Hello Honza, I'm hoping you might be able to help me out with one last issue i'm having. I need to query for all articles that have 404 errors as a response field and I also need to find all of them from withing the lasts 15 inutes. The issues show up inside of Kibana but they are not showing in my queries.
I've been having a really hard time getting this to work and there aren't any clear examples of querying in a specific range of time in the docs.
Here's my script.
s = Search(using=es, index= "_all") \
.query("match", response = "404")\
.filter('range', timestamp={'from': datetime.datetime.now() - datetime.timedelta(minutes=15), 'to' : datetime.datetime.now() }) #, 'lte': datetime(2010, 10, 9)})
#.filter("range", '@timestamp': {"gte": "now-15m", "lte": "now"}) #, "lt" : "2014-12-31 1:00:00"})
#filter is for a range of possible times.

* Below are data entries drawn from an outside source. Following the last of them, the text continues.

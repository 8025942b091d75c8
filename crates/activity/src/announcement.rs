use chrono::{DateTime, Utc};
use serde::{Deserialize, Serialize};

use gymhub_core::{AnnouncementId, DomainError, DomainResult, Entity, GymId, UserId};

const MAX_TITLE_CHARS: usize = 200;

#[derive(Debug, Clone, PartialEq, Eq, Serialize, Deserialize)]
pub struct Announcement {
    pub id: AnnouncementId,
    pub gym_id: GymId,
    pub author_id: UserId,
    pub title: String,
    pub body: String,
    pub posted_at: DateTime<Utc>,
}

impl Announcement {
    pub fn new(gym_id: GymId, author_id: UserId, title: &str, body: &str, now: DateTime<Utc>) -> DomainResult<Self> {
        let title = title.trim();
        if title.is_empty() || title.chars().count() > MAX_TITLE_CHARS {
            return Err(DomainError::validation(format!(
                "title must be 1 to {MAX_TITLE_CHARS} characters"
            )));
        }
        let body = body.trim();
        if body.is_empty() {
            return Err(DomainError::validation("announcement body cannot be empty"));
        }
        Ok(Self {
            id: AnnouncementId::new(),
            gym_id,
            author_id,
            title: title.to_string(),
            body: body.to_string(),
            posted_at: now,
        })
    }
}

impl Entity for Announcement {
    type Id = AnnouncementId;
    const COLLECTION: &'static str = "announcements";

    fn id(&self) -> AnnouncementId {
        self.id
    }
}
//! Role-based authorization policy.
//!
//! One pure decision function, [`authorize`], implemented as a single
//! exhaustive match over (role, action scope). Every pair that is not
//! explicitly allowed is denied; the function never panics and never defaults
//! to allow.

use serde::Serialize;

use gymhub_core::{DomainError, DomainResult, UserId};

use crate::{Actor, GymScope, Role};

/// Reason returned for every policy denial.
pub const ACCESS_DENIED: &str = "Access denied";

/// Everything an actor can attempt against the system.
#[derive(Debug, Copy, Clone, PartialEq, Eq, Hash, Serialize)]
#[serde(rename_all = "snake_case")]
pub enum Action {
    ViewGym,
    CreateGym,
    UpdateGym,
    DeleteGym,
    AssignTrainer,
    RemoveTrainer,
    AddMember,
    RemoveMember,
    ManageGymPlans,
    UploadGymPhoto,
    PostAnnouncement,
    /// Accept/deny an `apply_trainer` request.
    ReviewTrainerApplication,
    ViewMemberships,
    ManageMemberships,
    /// Accept/deny a `join_gym`, `request_workout` or `request_diet` request.
    ReviewRequest,
    ViewRequests,
    CreatePlan,
    CreateRequest,
    LogProgress,
    ViewProgress,
    SendMessage,
    ReadMessages,
    WriteReview,
    BookSession,
    ViewAnnouncements,
    ViewBookings,
    CancelBooking,
    RebuildIndex,
}

impl Action {
    pub const ALL: [Action; 28] = [
        Action::ViewGym,
        Action::CreateGym,
        Action::UpdateGym,
        Action::DeleteGym,
        Action::AssignTrainer,
        Action::RemoveTrainer,
        Action::AddMember,
        Action::RemoveMember,
        Action::ManageGymPlans,
        Action::UploadGymPhoto,
        Action::PostAnnouncement,
        Action::ReviewTrainerApplication,
        Action::ViewMemberships,
        Action::ManageMemberships,
        Action::ReviewRequest,
        Action::ViewRequests,
        Action::CreatePlan,
        Action::CreateRequest,
        Action::LogProgress,
        Action::ViewProgress,
        Action::SendMessage,
        Action::ReadMessages,
        Action::WriteReview,
        Action::BookSession,
        Action::ViewAnnouncements,
        Action::ViewBookings,
        Action::CancelBooking,
        Action::RebuildIndex,
    ];

    pub fn scope(self) -> ActionScope {
        match self {
            Action::ViewGym => ActionScope::Open,
            Action::CreateGym => ActionScope::GymCreation,
            Action::UpdateGym
            | Action::DeleteGym
            | Action::AssignTrainer
            | Action::RemoveTrainer
            | Action::AddMember
            | Action::RemoveMember
            | Action::ManageGymPlans
            | Action::UploadGymPhoto
            | Action::PostAnnouncement
            | Action::ReviewTrainerApplication => ActionScope::GymAdmin,
            Action::ViewMemberships
            | Action::ManageMemberships
            | Action::ReviewRequest
            | Action::ViewRequests
            | Action::CreatePlan => ActionScope::Staff,
            Action::CreateRequest => ActionScope::SelfRequest,
            Action::LogProgress => ActionScope::SelfRecord,
            Action::ViewProgress => ActionScope::RecordAccess,
            Action::SendMessage | Action::ReadMessages => ActionScope::Chat,
            Action::WriteReview | Action::BookSession => ActionScope::GymMember,
            Action::ViewAnnouncements | Action::ViewBookings => ActionScope::Roster,
            Action::CancelBooking => ActionScope::Participant,
            Action::RebuildIndex => ActionScope::Maintenance,
        }
    }
}

/// Groups actions that share one access rule.
#[derive(Debug, Copy, Clone, PartialEq, Eq, Hash)]
pub enum ActionScope {
    /// Any authenticated role.
    Open,
    /// Only gym owners create gyms.
    GymCreation,
    /// Gym-mutating: the owning gym owner.
    GymAdmin,
    /// Member-facing: the owning gym owner or a trainer of the gym.
    Staff,
    /// Members and trainers filing requests for themselves.
    SelfRequest,
    /// Members writing their own food/body data.
    SelfRecord,
    /// A member's own data, or staff of the member's gym.
    RecordAccess,
    /// Chat inside the actor's own gym (pair rule checked separately).
    Chat,
    /// Members of the gym only.
    GymMember,
    /// Anyone on the gym roster.
    Roster,
    /// The actor is a party to the record, or owns the gym.
    Participant,
    /// Super-role only.
    Maintenance,
}

/// Outcome of a policy evaluation.
#[derive(Debug, Clone, PartialEq, Eq)]
pub enum Decision {
    Allow,
    Deny(String),
}

impl Decision {
    pub fn deny(reason: impl Into<String>) -> Self {
        Decision::Deny(reason.into())
    }

    pub fn is_allowed(&self) -> bool {
        matches!(self, Decision::Allow)
    }

    pub fn into_result(self) -> DomainResult<()> {
        match self {
            Decision::Allow => Ok(()),
            Decision::Deny(reason) => Err(DomainError::Forbidden(reason)),
        }
    }
}

/// Decide whether `actor` may perform `action`.
///
/// - `gym`: roster of the gym the action is scoped to, if any. Callers resolve
///   "not found" before calling; a missing gym here simply denies gym-scoped
///   actions.
/// - `target`: the user the action is about (request/record owner, booking
///   party), if any.
///
/// No IO, no panics.
pub fn authorize(
    actor: &Actor,
    action: Action,
    gym: Option<&dyn GymScope>,
    target: Option<UserId>,
) -> Decision {
    let allowed = match (actor.role, action.scope()) {
        (Role::Owner, _) => true,

        (_, ActionScope::Open) => true,

        (Role::GymOwner, ActionScope::GymCreation) => true,
        (Role::Trainer | Role::Member, ActionScope::GymCreation) => false,

        (
            Role::GymOwner,
            ActionScope::GymAdmin
            | ActionScope::Staff
            | ActionScope::Chat
            | ActionScope::Roster
            | ActionScope::Participant,
        ) => owns(actor, gym),
        (Role::Trainer | Role::Member, ActionScope::GymAdmin) => false,

        (Role::Trainer, ActionScope::Staff | ActionScope::Chat) => trains_at(actor, gym),
        (Role::Member, ActionScope::Staff) => false,

        (Role::Trainer | Role::Member, ActionScope::SelfRequest) => is_self(actor, target),
        (Role::GymOwner, ActionScope::SelfRequest) => false,

        (Role::Member, ActionScope::SelfRecord) => is_self(actor, target),
        (Role::GymOwner | Role::Trainer, ActionScope::SelfRecord) => false,

        (Role::Member, ActionScope::RecordAccess) => is_self(actor, target),
        (Role::Trainer, ActionScope::RecordAccess) => {
            trains_at(actor, gym) && target_is_member(gym, target)
        }
        (Role::GymOwner, ActionScope::RecordAccess) => {
            owns(actor, gym) && target_is_member(gym, target)
        }

        (Role::Member, ActionScope::Chat | ActionScope::GymMember) => belongs_to(actor, gym),
        (Role::GymOwner | Role::Trainer, ActionScope::GymMember) => false,

        (Role::Trainer | Role::Member, ActionScope::Roster) => in_roster(actor, gym),
        (Role::Trainer | Role::Member, ActionScope::Participant) => {
            is_self(actor, target) && in_roster(actor, gym)
        }

        (Role::GymOwner | Role::Trainer | Role::Member, ActionScope::Maintenance) => false,
    };

    if allowed {
        Decision::Allow
    } else {
        tracing::debug!(actor = %actor.id, role = %actor.role, ?action, "authorization denied");
        Decision::deny(ACCESS_DENIED)
    }
}

fn owns(actor: &Actor, gym: Option<&dyn GymScope>) -> bool {
    gym.is_some_and(|g| g.owner_id() == actor.id)
}

fn trains_at(actor: &Actor, gym: Option<&dyn GymScope>) -> bool {
    gym.is_some_and(|g| g.has_trainer(actor.id))
}

fn belongs_to(actor: &Actor, gym: Option<&dyn GymScope>) -> bool {
    gym.is_some_and(|g| g.has_member(actor.id))
}

fn in_roster(actor: &Actor, gym: Option<&dyn GymScope>) -> bool {
    gym.is_some_and(|g| g.includes(actor.id))
}

fn is_self(actor: &Actor, target: Option<UserId>) -> bool {
    target == Some(actor.id)
}

fn target_is_member(gym: Option<&dyn GymScope>, target: Option<UserId>) -> bool {
    match (gym, target) {
        (Some(g), Some(t)) => g.has_member(t),
        _ => false,
    }
}
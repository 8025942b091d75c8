use serde::{Deserialize, Serialize};

use gymhub_core::DomainError;

/// Role tag carried by every user and every verified token.
///
/// Canonical spelling is snake_case (`gym_owner`); the PascalCase spellings
/// found in older tokens are accepted on input and never emitted.
#[derive(Debug, Copy, Clone, PartialEq, Eq, Hash, Serialize, Deserialize)]
#[serde(rename_all = "snake_case")]
pub enum Role {
    /// Super-role: allowed every action irrespective of gym ownership.
    #[serde(alias = "Owner")]
    Owner,
    #[serde(alias = "GymOwner")]
    GymOwner,
    #[serde(alias = "Trainer")]
    Trainer,
    #[serde(alias = "Member")]
    Member,
}

impl Role {
    pub const ALL: [Role; 4] = [Role::Owner, Role::GymOwner, Role::Trainer, Role::Member];

    pub fn as_str(self) -> &'static str {
        match self {
            Role::Owner => "owner",
            Role::GymOwner => "gym_owner",
            Role::Trainer => "trainer",
            Role::Member => "member",
        }
    }

    pub fn is_super(self) -> bool {
        self == Role::Owner
    }
}

impl core::fmt::Display for Role {
    fn fmt(&self, f: &mut core::fmt::Formatter<'_>) -> core::fmt::Result {
        f.write_str(self.as_str())
    }
}

impl core::str::FromStr for Role {
    type Err = DomainError;

    fn from_str(s: &str) -> Result<Self, Self::Err> {
        match s {
            "owner" | "Owner" => Ok(Role::Owner),
            "gym_owner" | "GymOwner" => Ok(Role::GymOwner),
            "trainer" | "Trainer" => Ok(Role::Trainer),
            "member" | "Member" => Ok(Role::Member),
            other => Err(DomainError::validation(format!("unknown role '{other}'"))),
        }
    }
}

#[cfg(test)]
mod tests {
    use super::*;

    #[test]
    fn legacy_spellings_parse_to_canonical_roles() {
        assert_eq!("GymOwner".parse::<Role>().unwrap(), Role::GymOwner);
        assert_eq!("gym_owner".parse::<Role>().unwrap(), Role::GymOwner);
        let role: Role = serde_json::from_str("\"Owner\"").unwrap();
        assert_eq!(role, Role::Owner);
        assert_eq!(serde_json::to_string(&role).unwrap(), "\"owner\"");
    }

    #[test]
    fn unknown_role_is_rejected() {
        assert!("admin".parse::<Role>().is_err());
        assert!(serde_json::from_str::<Role>("\"GYM_OWNER\"").is_err());
    }
}
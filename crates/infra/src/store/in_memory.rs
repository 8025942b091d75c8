use std::collections::BTreeMap;
use std::sync::RwLock;

use async_trait::async_trait;
use serde_json::Value as JsonValue;
use uuid::Uuid;

use gymhub_core::ExpectedVersion;

use super::{DocumentStore, Filter, StoreError, StoredDocument};

type Key = (&'static str, Uuid);

/// In-memory document store for tests/dev.
///
/// A single lock guards every collection, so `insert_unless` and
/// revision-checked writes are trivially atomic.
#[derive(Debug, Default)]
pub struct InMemoryDocumentStore {
    inner: RwLock<BTreeMap<Key, (u64, JsonValue)>>,
}

impl InMemoryDocumentStore {
    pub fn new() -> Self {
        Self::default()
    }
}

fn poisoned() -> StoreError {
    StoreError::Backend {
        message: "in-memory store lock poisoned".to_string(),
        transient: false,
    }
}

#[async_trait]
impl DocumentStore for InMemoryDocumentStore {
    async fn get(&self, collection: &'static str, id: Uuid) -> Result<Option<StoredDocument>, StoreError> {
        let map = self.inner.read().map_err(|_| poisoned())?;
        Ok(map.get(&(collection, id)).map(|(revision, body)| StoredDocument {
            id,
            revision: *revision,
            body: body.clone(),
        }))
    }

    async fn find(&self, collection: &'static str, filter: &Filter) -> Result<Vec<StoredDocument>, StoreError> {
        let map = self.inner.read().map_err(|_| poisoned())?;
        Ok(map
            .iter()
            .filter(|((c, _), (_, body))| *c == collection && filter.matches(body))
            .map(|((_, id), (revision, body))| StoredDocument {
                id: *id,
                revision: *revision,
                body: body.clone(),
            })
            .collect())
    }

    async fn insert(&self, collection: &'static str, id: Uuid, body: JsonValue) -> Result<u64, StoreError> {
        let mut map = self.inner.write().map_err(|_| poisoned())?;
        if map.contains_key(&(collection, id)) {
            return Err(StoreError::Duplicate { collection });
        }
        map.insert((collection, id), (1, body));
        Ok(1)
    }

    async fn insert_unless(
        &self,
        collection: &'static str,
        id: Uuid,
        body: JsonValue,
        blocker: &Filter,
        conflict_message: &str,
    ) -> Result<u64, StoreError> {
        let mut map = self.inner.write().map_err(|_| poisoned())?;
        let blocked = map
            .iter()
            .any(|((c, _), (_, existing))| *c == collection && blocker.matches(existing));
        if blocked {
            return Err(StoreError::Conflict(conflict_message.to_string()));
        }
        if map.contains_key(&(collection, id)) {
            return Err(StoreError::Duplicate { collection });
        }
        map.insert((collection, id), (1, body));
        Ok(1)
    }

    async fn replace(
        &self,
        collection: &'static str,
        id: Uuid,
        body: JsonValue,
        expected: ExpectedVersion,
    ) -> Result<u64, StoreError> {
        let mut map = self.inner.write().map_err(|_| poisoned())?;
        let Some((revision, stored)) = map.get_mut(&(collection, id)) else {
            return Err(StoreError::NotFound { collection });
        };
        if !expected.matches(*revision) {
            return Err(StoreError::Concurrency {
                expected,
                actual: *revision,
            });
        }
        *revision += 1;
        *stored = body;
        Ok(*revision)
    }

    async fn delete(&self, collection: &'static str, id: Uuid, expected: ExpectedVersion) -> Result<(), StoreError> {
        let mut map = self.inner.write().map_err(|_| poisoned())?;
        let Some((revision, _)) = map.get(&(collection, id)) else {
            return Err(StoreError::NotFound { collection });
        };
        if !expected.matches(*revision) {
            return Err(StoreError::Concurrency {
                expected,
                actual: *revision,
            });
        }
        map.remove(&(collection, id));
        Ok(())
    }
}
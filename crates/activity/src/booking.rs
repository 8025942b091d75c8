use chrono::{DateTime, Utc};
use serde::{Deserialize, Serialize};

use gymhub_core::{BookingId, DomainError, DomainResult, Entity, GymId, UserId};

#[derive(Debug, Copy, Clone, PartialEq, Eq, Hash, Serialize, Deserialize)]
#[serde(rename_all = "snake_case")]
pub enum BookingStatus {
    Booked,
    Cancelled,
}

/// A member's session with a trainer of their gym.
#[derive(Debug, Clone, PartialEq, Eq, Serialize, Deserialize)]
pub struct Booking {
    pub id: BookingId,
    pub gym_id: GymId,
    pub member_id: UserId,
    pub trainer_id: UserId,
    pub starts_at: DateTime<Utc>,
    pub ends_at: DateTime<Utc>,
    pub status: BookingStatus,
    #[serde(default)]
    pub note: Option<String>,
    pub created_at: DateTime<Utc>,
    #[serde(default)]
    pub cancelled_by: Option<UserId>,
    #[serde(default)]
    pub cancelled_at: Option<DateTime<Utc>>,
}

impl Booking {
    pub fn new(
        gym_id: GymId,
        member_id: UserId,
        trainer_id: UserId,
        starts_at: DateTime<Utc>,
        ends_at: DateTime<Utc>,
        note: Option<String>,
        now: DateTime<Utc>,
    ) -> DomainResult<Self> {
        if ends_at <= starts_at {
            return Err(DomainError::validation("booking must end after it starts"));
        }
        if starts_at < now {
            return Err(DomainError::validation("cannot book a session in the past"));
        }
        Ok(Self {
            id: BookingId::new(),
            gym_id,
            member_id,
            trainer_id,
            starts_at,
            ends_at,
            status: BookingStatus::Booked,
            note: note.map(|n| n.trim().to_string()).filter(|n| !n.is_empty()),
            created_at: now,
            cancelled_by: None,
            cancelled_at: None,
        })
    }

    pub fn is_active(&self) -> bool {
        self.status == BookingStatus::Booked
    }

    /// Two active bookings of the same trainer whose windows intersect.
    /// Touching windows (one ends when the other starts) do not overlap.
    pub fn overlaps(&self, other: &Booking) -> bool {
        self.is_active()
            && other.is_active()
            && self.trainer_id == other.trainer_id
            && self.starts_at < other.ends_at
            && other.starts_at < self.ends_at
    }

    pub fn is_party(&self, user: UserId) -> bool {
        self.member_id == user || self.trainer_id == user
    }

    pub fn cancel(&mut self, by: UserId, now: DateTime<Utc>) -> DomainResult<()> {
        if !self.is_active() {
            return Err(DomainError::invalid_state("booking is already cancelled"));
        }
        self.status = BookingStatus::Cancelled;
        self.cancelled_by = Some(by);
        self.cancelled_at = Some(now);
        Ok(())
    }
}

impl Entity for Booking {
    type Id = BookingId;
    const COLLECTION: &'static str = "bookings";

    fn id(&self) -> BookingId {
        self.id
    }
}

#[cfg(test)]
mod tests {
    use super::*;
    use chrono::Duration;
    use proptest::prelude::*;

    fn booking(trainer: UserId, start_h: i64, end_h: i64) -> Booking {
        let base = Utc::now() + Duration::days(1);
        Booking::new(
            GymId::new(),
            UserId::new(),
            trainer,
            base + Duration::hours(start_h),
            base + Duration::hours(end_h),
            None,
            Utc::now(),
        )
        .unwrap()
    }

    #[test]
    fn window_must_be_positive_and_in_the_future() {
        let now = Utc::now();
        let start = now + Duration::hours(1);
        assert!(Booking::new(GymId::new(), UserId::new(), UserId::new(), start, start, None, now).is_err());
        assert!(
            Booking::new(
                GymId::new(),
                UserId::new(),
                UserId::new(),
                now - Duration::hours(2),
                now - Duration::hours(1),
                None,
                now
            )
            .is_err()
        );
    }

    #[test]
    fn overlap_requires_same_trainer_and_intersection() {
        let trainer = UserId::new();
        let a = booking(trainer, 0, 2);
        assert!(a.overlaps(&booking(trainer, 1, 3)));
        assert!(!a.overlaps(&booking(trainer, 2, 3)));
        assert!(!a.overlaps(&booking(UserId::new(), 0, 2)));
    }

    #[test]
    fn cancelled_bookings_do_not_overlap_and_cannot_be_cancelled_twice() {
        let trainer = UserId::new();
        let mut a = booking(trainer, 0, 2);
        a.cancel(a.member_id, Utc::now()).unwrap();
        assert!(!a.overlaps(&booking(trainer, 0, 2)));
        assert!(matches!(a.cancel(a.member_id, Utc::now()), Err(DomainError::InvalidState(_))));
    }

    proptest! {
        #[test]
        fn overlap_is_symmetric(s1 in 0i64..48, l1 in 1i64..6, s2 in 0i64..48, l2 in 1i64..6) {
            let trainer = UserId::new();
            let a = booking(trainer, s1, s1 + l1);
            let b = booking(trainer, s2, s2 + l2);
            prop_assert_eq!(a.overlaps(&b), b.overlaps(&a));
        }
    }
}
use std::sync::Arc;

use serde::Serialize;
use serde_json::json;

use gymhub_auth::{Actor, Profile, ProfileUpdate, Role, User, normalize_email};
use gymhub_core::{ExpectedVersion, UserId};

use super::ServiceContext;
use crate::error::{ServiceError, ServiceResult};
use crate::roster::UserLinks;
use crate::store::{Filter, Versioned};

#[derive(Debug, Clone)]
pub struct SignupInput {
    pub email: String,
    pub password: String,
    pub role: Role,
    pub profile: Profile,
}

/// A user together with the derived roster back-references.
#[derive(Debug, Clone, Serialize)]
pub struct UserView {
    #[serde(flatten)]
    pub user: PublicUser,
    #[serde(flatten)]
    pub links: UserLinks,
}

/// User fields safe to return to callers (no credential hash).
#[derive(Debug, Clone, Serialize)]
pub struct PublicUser {
    pub id: UserId,
    pub email: String,
    pub role: Role,
    pub profile: Profile,
    pub created_at: chrono::DateTime<chrono::Utc>,
    pub updated_at: chrono::DateTime<chrono::Utc>,
}

impl From<User> for PublicUser {
    fn from(user: User) -> Self {
        Self {
            id: user.id,
            email: user.email,
            role: user.role,
            profile: user.profile,
            created_at: user.created_at,
            updated_at: user.updated_at,
        }
    }
}

#[derive(Clone)]
pub struct UserService {
    ctx: Arc<ServiceContext>,
}

impl UserService {
    pub(crate) fn new(ctx: Arc<ServiceContext>) -> Self {
        Self { ctx }
    }

    /// Register a new identity. Emails are unique after normalization.
    pub async fn signup(&self, input: SignupInput) -> ServiceResult<UserView> {
        let now = self.ctx.now();
        // Validate before paying for the hash.
        let mut user = User::register(UserId::new(), &input.email, String::new(), input.role, input.profile, now)?;

        let hasher = self.ctx.hasher.clone();
        let password = input.password;
        user.credential_hash = tokio::task::spawn_blocking(move || hasher.hash(&password))
            .await
            .map_err(|e| ServiceError::internal(format!("hashing task failed: {e}")))??;

        let blocker = Filter::new(json!({ "email": user.email }));
        let saved = self
            .ctx
            .users
            .insert_unless(user, &blocker, "email is already registered")
            .await?;

        tracing::info!(user = %saved.document.id, role = %saved.document.role, "user signed up");
        Ok(self.view(saved.document))
    }

    /// Check an email/password pair against the stored hash.
    pub async fn verify_credentials(&self, email: &str, password: &str) -> ServiceResult<UserView> {
        let email = normalize_email(email)?;
        let found = self.ctx.users.find(&Filter::new(json!({ "email": email }))).await?;
        let Some(Versioned { document: user, .. }) = found.into_iter().next() else {
            return Err(ServiceError::forbidden("invalid credentials"));
        };

        let hasher = self.ctx.hasher.clone();
        let password = password.to_string();
        let hash = user.credential_hash.clone();
        let valid = tokio::task::spawn_blocking(move || hasher.verify(&password, &hash))
            .await
            .map_err(|e| ServiceError::internal(format!("hashing task failed: {e}")))??;
        if !valid {
            return Err(ServiceError::forbidden("invalid credentials"));
        }
        Ok(self.view(user))
    }

    /// Any authenticated caller may look up a user.
    pub async fn get(&self, _actor: &Actor, id: UserId) -> ServiceResult<UserView> {
        let user = self.ctx.load_user(id).await?;
        Ok(self.view(user.document))
    }

    pub async fn me(&self, actor: &Actor) -> ServiceResult<UserView> {
        self.get(actor, actor.id).await
    }

    /// Users only edit their own profile.
    pub async fn update_profile(&self, actor: &Actor, update: ProfileUpdate) -> ServiceResult<UserView> {
        let Versioned { revision, mut document } = self.ctx.load_user(actor.id).await?;
        document.apply_profile_update(update, self.ctx.now())?;
        let saved = self
            .ctx
            .users
            .replace(document, ExpectedVersion::Exact(revision))
            .await?;
        tracing::info!(user = %actor.id, "profile updated");
        Ok(self.view(saved.document))
    }

    fn view(&self, user: User) -> UserView {
        let links = self.ctx.roster.links(user.id);
        UserView {
            user: user.into(),
            links,
        }
    }
}
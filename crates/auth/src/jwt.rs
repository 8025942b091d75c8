//! Bearer token verification.

use chrono::{DateTime, Utc};
use jsonwebtoken::{Algorithm, DecodingKey, Validation, decode};

use crate::{JwtClaims, TokenValidationError, validate_claims};

/// Verifies a raw bearer token and yields its claims.
pub trait JwtValidator: Send + Sync {
    fn validate(&self, token: &str, now: DateTime<Utc>) -> Result<JwtClaims, TokenValidationError>;
}

/// HS256 shared-secret validator.
///
/// Timestamps live in `issued_at` / `expires_at` rather than the registered
/// `iat` / `exp` claims, so the library's own time checks are disabled and
/// [`validate_claims`] runs after decoding.
pub struct Hs256JwtValidator {
    key: DecodingKey,
    validation: Validation,
}

impl Hs256JwtValidator {
    pub fn new(secret: &[u8]) -> Self {
        let mut validation = Validation::new(Algorithm::HS256);
        validation.required_spec_claims.clear();
        validation.validate_exp = false;
        validation.validate_nbf = false;
        Self {
            key: DecodingKey::from_secret(secret),
            validation,
        }
    }
}

impl core::fmt::Debug for Hs256JwtValidator {
    fn fmt(&self, f: &mut core::fmt::Formatter<'_>) -> core::fmt::Result {
        f.debug_struct("Hs256JwtValidator").finish_non_exhaustive()
    }
}

impl JwtValidator for Hs256JwtValidator {
    fn validate(&self, token: &str, now: DateTime<Utc>) -> Result<JwtClaims, TokenValidationError> {
        let data = decode::<JwtClaims>(token, &self.key, &self.validation)
            .map_err(|e| TokenValidationError::Malformed(e.to_string()))?;
        validate_claims(&data.claims, now)?;
        Ok(data.claims)
    }
}

#[cfg(test)]
mod tests {
    use super::*;
    use chrono::Duration;
    use gymhub_core::UserId;
    use jsonwebtoken::{EncodingKey, Header, encode};

    use crate::Role;

    const SECRET: &[u8] = b"test-secret";

    fn mint(claims: &JwtClaims, secret: &[u8]) -> String {
        encode(&Header::default(), claims, &EncodingKey::from_secret(secret)).unwrap()
    }

    fn claims(now: DateTime<Utc>) -> JwtClaims {
        JwtClaims {
            sub: UserId::new(),
            role: Role::Trainer,
            issued_at: now - Duration::minutes(1),
            expires_at: now + Duration::hours(1),
        }
    }

    #[test]
    fn round_trips_a_valid_token() {
        let now = Utc::now();
        let expected = claims(now);
        let token = mint(&expected, SECRET);
        let got = Hs256JwtValidator::new(SECRET).validate(&token, now).unwrap();
        assert_eq!(got, expected);
    }

    #[test]
    fn rejects_wrong_secret() {
        let now = Utc::now();
        let token = mint(&claims(now), b"other");
        let err = Hs256JwtValidator::new(SECRET).validate(&token, now).unwrap_err();
        assert!(matches!(err, TokenValidationError::Malformed(_)));
    }

    #[test]
    fn rejects_expired_token_after_signature_check() {
        let now = Utc::now();
        let token = mint(&claims(now), SECRET);
        let later = now + Duration::hours(2);
        let err = Hs256JwtValidator::new(SECRET).validate(&token, later).unwrap_err();
        assert_eq!(err, TokenValidationError::Expired);
    }

    #[test]
    fn rejects_garbage() {
        let err = Hs256JwtValidator::new(SECRET)
            .validate("not-a-token", Utc::now())
            .unwrap_err();
        assert!(matches!(err, TokenValidationError::Malformed(_)));
    }
}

#.filter("range", timestamp={ "gt":"now -5m","lt":"now" })
response = s.execute()
Try this instead:
from = (datetime.datetime.now() - datetime.timedelta(minutes=15)).strftime('%Y-%m-%dT%H:%M:%S')
to = datetime.datetime.now().strftime('%Y-%m-%dT%H:%M:%S')
The other things to check are if the date type is being set on the mappings correctly when it's being loaded into the index and also timezone information and daylight savings.
@aphillipo there is no need to convert the datetimes to strings, elasticsearch-py already does that for you.
@DavidAwad what is the mapping for the field and it's name? In your examples you are using both 'timestamp' and '@timestamp', which are different.
what's the dirrerence between the two? I was under the impression their simply formatted differently. I just need to use either one such that i have all 404 responses from the last 15 minutes. I know that i need to use a greater than filter and a less than time.now() filter.
My problem is with the exact syntax I'd need to use as I know exactly what i'm trying to do here. Thank you again for all the help.
@DavidAwad @ is an allowed character so @timestamp and timestamp are two entirely different fields. The exact syntax is (assuming the field name doesn't contain @):
s = Search(using=es).filter('term', response=404).filter('range', timestamp={'gte': 'now-5m', 'lt': 'now'})
There is no need to calculate the time in python, elasticsearch can do it. The response condition should also probably be a filter since it's an exact value lookup.
Awesome! I'm sorry to have to keep throwing questions at you!
could I give a datetime object to elasticsearch? This is a silly example but if i have any randome datetime object. Can I feed that to the API?
timevar = datetime.datetime.now()
sleep(3000)
# ... code here #
s = Search(using=es).filter('term', response=404).filter('range', timestamp={'gte': timevar , 'lt': 'now'})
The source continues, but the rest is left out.